TASK OBJECTIVE: Below are some records. Print exactly the lines between the one holding "without trailing zeros." and the one holding "pub mod elapsed;", inclusive, and nothing else.

....

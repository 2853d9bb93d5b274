//! Duration text for the `Execution time:` line.
//!
//! `Duration`'s `Debug` output stays in one unit (`123.25s`) and rounds at
//! large magnitudes. This renders `812.4ms`, `2m3.25s` or `1h0m5s` instead:
//! hours and minutes split out, every significant digit kept.

use std::time::Duration;

const NANOS_PER_MICRO: u128 = 1_000;
const NANOS_PER_MILLI: u128 = 1_000_000;
const NANOS_PER_SEC: u128 = 1_000_000_000;
const NANOS_PER_MIN: u128 = 60 * NANOS_PER_SEC;

/// Renders a duration in the compact form used for the timing line, picking
/// the largest unit below one second (`ns`, `µs`, `ms`) and `h`/`m`/`s`
/// components above it. Fractions keep full precision without trailing zeros.
pub fn format_duration(d: Duration) -> String {
    let ns = d.as_nanos();

    if ns == 0 {
        return "0s".to_string();
    }
    if ns < NANOS_PER_MICRO {
        return format!("{ns}ns");
    }
    if ns < NANOS_PER_MILLI {
        return format!("{}µs", decimal(ns, 3));
    }
    if ns < NANOS_PER_SEC {
        return format!("{}ms", decimal(ns, 6));
    }

    let total_secs = ns / NANOS_PER_SEC;
    let hours = total_secs / 3600;
    let minutes = (total_secs % 3600) / 60;
    let secs = decimal(ns % NANOS_PER_MIN, 9);

    if hours > 0 {
        format!("{hours}h{minutes}m{secs}s")
    } else if minutes > 0 {
        format!("{minutes}m{secs}s")
    } else {
        format!("{secs}s")
    }
}

// `value` scaled down by 10^scale, as a decimal string.
fn decimal(value: u128, scale: u32) -> String {
    let unit = 10u128.pow(scale);
    let whole = value / unit;
    let frac = value % unit;

    if frac == 0 {
        return whole.to_string();
    }

    let digits = format!("{:0width$}", frac, width = scale as usize);
    format!("{whole}.{}", digits.trim_end_matches('0'))
}
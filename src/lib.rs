pub mod config;
pub mod coordinator;
pub mod elapsed;
pub mod errors;
pub mod net;

#[cfg(test)]
mod test_server;

pub use config::FetchConfig;
pub use coordinator::{FetchCoordinator, Report};
pub use errors::{ConfigError, FetchError};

....

OUTPUT OF THE EXERCISE:
/// components above it. Fractions keep full precision without trailing zeros.
pub fn format_duration(d: Duration) -> String {
    let ns = d.as_nanos();

    if ns == 0 {
        return "0s".to_string();
    }
    if ns < NANOS_PER_MICRO {
        return format!("{ns}ns");
    }
    if ns < NANOS_PER_MILLI {
        return format!("{}µs", decimal(ns, 3));
    }
    if ns < NANOS_PER_SEC {
        return format!("{}ms", decimal(ns, 6));
    }

    let total_secs = ns / NANOS_PER_SEC;
    let hours = total_secs / 3600;
    let minutes = (total_secs % 3600) / 60;
    let secs = decimal(ns % NANOS_PER_MIN, 9);

    if hours > 0 {
        format!("{hours}h{minutes}m{secs}s")
    } else if minutes > 0 {
        format!("{minutes}m{secs}s")
    } else {
        format!("{secs}s")
    }
}

// `value` scaled down by 10^scale, as a decimal string.
fn decimal(value: u128, scale: u32) -> String {
    let unit = 10u128.pow(scale);
    let whole = value / unit;
    let frac = value % unit;

    if frac == 0 {
        return whole.to_string();
    }

    let digits = format!("{:0width$}", frac, width = scale as usize);
    format!("{whole}.{}", digits.trim_end_matches('0'))
}
filename src/lib.rs
pub mod config;
pub mod coordinator;
pub mod elapsed;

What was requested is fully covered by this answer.